Der China-Russland-Ukraine Nexus

Die Beendigung des Krieges in der Ukraine steht hoch auf Trumps Agenda. Er meinte sogar, den Krieg stoppen zu können, noch bevor er sein Amt erneut 2025 antritt. Wie er dies machen wolle und ob dies überhaupt realistisch sei, das bleibt abzuwarten. Da Russland gerade Geländegewinne im Osten der Ukraine verbucht, stellt sich die berechtigte Frage, was gerade das Interesse Russlands an Verhandlungen sein solle. Deshalb ist eine Befürchtung, dass Trump auf die Ukraine Druck ausüben könnte, einen unausgewogenen Friedensplan zu akzeptieren.

Andererseits führte der deutsche Bundeskanzler Olaf Scholz gerade ein Telefonat mit dem russischen Präsidenten Wladimir Putin. Die beiden Staatschefs sprachen zuletzt im Dezember 2022 miteinander, also Monate nach dem Beginn des Ukraine-Kriegs. Dieses aktuelle Gespräch unterstreicht, dass der Westen nach der Wahl Trumps möglicherweise wiederum einzelne Schritte in Richtung eines dialogischen Austausches mit Russland setzt.

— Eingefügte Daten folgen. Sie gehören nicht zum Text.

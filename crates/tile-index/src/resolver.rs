//! Resolution of a query envelope to drawable tiles.
//!
//! ```text
//! resolve(envelope)
//!      │
//!      ├─► open source ─► intersection query ─► close source
//!      │
//!      └─► for each footprint (native order)
//!               │
//!               ├─► path field ─► absolute path ─► exists?
//!               │         └─► no: skip (placeholder if configured)
//!               │
//!               └─► transform
//!                     ├─► metadata: cache, else raster tags / world file
//!                     └─► geometry: footprint envelope / pixel size
//! ```

use std::path::{Path, PathBuf};
use std::sync::Arc;

use map_common::{BoundingBox, GeoTransform};
use serde::Serialize;
use tracing::warn;

use crate::cache::{CacheStats, CachedTransform, TransformCache};
use crate::config::{TileIndexConfig, TransformMode};
use crate::error::{Result, TileIndexError};
use crate::footprint::TileFootprint;
use crate::path::resolve_tile_path;
use crate::raster::RasterAccess;
use crate::source::{FootprintSource, SourceSession};

/// A tile ready to be drawn.
#[derive(Debug, Clone, PartialEq, Serialize)]
pub struct ResolvedTile {
    pub footprint_id: usize,
    pub path: PathBuf,
    pub footprint: BoundingBox,
    pub transform: GeoTransform,
    pub width: u32,
    pub height: u32,
    /// True when `path` is the configured placeholder standing in for a
    /// missing raster.
    pub placeholder: bool,
}

impl ResolvedTile {
    /// Ground envelope the image covers under its transform.
    pub fn ground_bounds(&self) -> BoundingBox {
        self.transform.ground_bounds(self.width, self.height)
    }
}

#[derive(Debug, Clone, PartialEq, Serialize)]
pub enum SkipReason {
    /// The path field is absent or blank.
    MissingPath,
    /// The resolved raster file does not exist.
    FileNotFound(PathBuf),
}

#[derive(Debug, Clone, PartialEq, Serialize)]
pub struct SkippedTile {
    pub footprint_id: usize,
    pub reason: SkipReason,
}

/// A footprint whose raster exists but could not be georeferenced.
#[derive(Debug)]
pub struct TileFailure {
    pub footprint_id: usize,
    pub path: PathBuf,
    pub error: TileIndexError,
}

/// Outcome of one query.
#[derive(Debug, Default)]
pub struct Resolution {
    pub tiles: Vec<ResolvedTile>,
    pub skipped: Vec<SkippedTile>,
    pub failed: Vec<TileFailure>,
}

impl Resolution {
    pub fn is_empty(&self) -> bool {
        self.tiles.is_empty() && self.skipped.is_empty() && self.failed.is_empty()
    }
}

/// Turns index footprints into georeferenced raster paths.
pub struct TileResolver {
    index_path: PathBuf,
    mode: TransformMode,
    placeholder: Option<PathBuf>,
    raster: Arc<dyn RasterAccess>,
    cache: TransformCache,
}

impl TileResolver {
    pub fn new(config: &TileIndexConfig, raster: Arc<dyn RasterAccess>) -> Self {
        Self {
            index_path: config.index_path.clone(),
            mode: config.transform,
            placeholder: config.placeholder.clone(),
            raster,
            cache: TransformCache::new(config.cache_capacity),
        }
    }

    pub fn mode(&self) -> TransformMode {
        self.mode
    }

    /// Resolve every footprint of `source` intersecting `envelope`.
    ///
    /// The source is opened for the query and closed before any raster is
    /// touched, also when the query fails. Per-tile problems are collected
    /// in the returned [`Resolution`]; only a failed query is an error.
    pub fn resolve(
        &mut self,
        source: &mut dyn FootprintSource,
        envelope: &BoundingBox,
    ) -> Result<Resolution> {
        let footprints = {
            let mut session = SourceSession::open(source)?;
            session.intersection_query(envelope)?
        };

        let mut resolution = Resolution::default();
        for footprint in &footprints {
            self.resolve_footprint(footprint, &mut resolution);
        }
        Ok(resolution)
    }

    fn resolve_footprint(&mut self, footprint: &TileFootprint, out: &mut Resolution) {
        let Some(path) = footprint
            .location()
            .and_then(|location| resolve_tile_path(&self.index_path, location))
        else {
            warn!(record = footprint.id, "Tile footprint has no raster path");
            self.skip(footprint, SkipReason::MissingPath, out);
            return;
        };

        if !self.raster.exists(&path) {
            warn!(record = footprint.id, path = %path.display(), "Tile raster not found");
            self.skip(footprint, SkipReason::FileNotFound(path), out);
            return;
        }

        match self.transform_for(&path, &footprint.envelope) {
            Ok((transform, width, height)) => out.tiles.push(ResolvedTile {
                footprint_id: footprint.id,
                path,
                footprint: footprint.envelope,
                transform,
                width,
                height,
                placeholder: false,
            }),
            Err(error) => {
                warn!(record = footprint.id, path = %path.display(), error = %error, "Failed to georeference tile");
                out.failed.push(TileFailure {
                    footprint_id: footprint.id,
                    path,
                    error,
                });
            }
        }
    }

    fn transform_for(
        &mut self,
        path: &Path,
        envelope: &BoundingBox,
    ) -> Result<(GeoTransform, u32, u32)> {
        match self.mode {
            TransformMode::Geometry => {
                let (width, height) = self.raster.dimensions(path)?;
                let transform = GeoTransform::from_envelope(envelope, width, height)?;
                Ok((transform, width, height))
            }
            TransformMode::Metadata => {
                if let Some(cached) = self.cache.get(path) {
                    return Ok((cached.transform, cached.width, cached.height));
                }
                let transform = self.raster.geotransform(path)?;
                let (width, height) = self.raster.dimensions(path)?;
                self.cache.insert(
                    path.to_path_buf(),
                    CachedTransform::new(transform, width, height),
                );
                Ok((transform, width, height))
            }
        }
    }

    /// Record a skipped footprint and, when configured, stand the placeholder
    /// image in for it.
    fn skip(&self, footprint: &TileFootprint, reason: SkipReason, out: &mut Resolution) {
        out.skipped.push(SkippedTile {
            footprint_id: footprint.id,
            reason,
        });

        let Some(placeholder) = &self.placeholder else {
            return;
        };

        let stretched = self.raster.dimensions(placeholder).and_then(|(width, height)| {
            let transform = GeoTransform::from_envelope(&footprint.envelope, width, height)?;
            Ok((transform, width, height))
        });

        match stretched {
            Ok((transform, width, height)) => out.tiles.push(ResolvedTile {
                footprint_id: footprint.id,
                path: placeholder.clone(),
                footprint: footprint.envelope,
                transform,
                width,
                height,
                placeholder: true,
            }),
            Err(error) => {
                warn!(path = %placeholder.display(), error = %error, "Placeholder image unusable");
                out.failed.push(TileFailure {
                    footprint_id: footprint.id,
                    path: placeholder.clone(),
                    error,
                });
            }
        }
    }

    pub fn cache_stats(&self) -> CacheStats {
        self.cache.stats()
    }

    pub fn clear_cache(&mut self) {
        self.cache.clear();
    }
}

Trotzdem soll nicht unterschätzt werden, und das entspricht ebenfalls einer Trumpschen Unberechenbarkeit, dass im Falle eines gescheiterten „Deals“ die Trump-Administration selbst dazu imstande wäre, die Unterstützung für die Ukraine einseitig hochzufahren. Vielleicht spielt hier sogar ein Masterplan hinein. Ohne chinesischer Unterstützung kann Russland den Krieg in der Ukraine nicht lange fortsetzen: Trump könnte seinen ökonomischen Druck auf China dafür nutzen, von China zu verlangen, mäßigend auf Russland einzuwirken.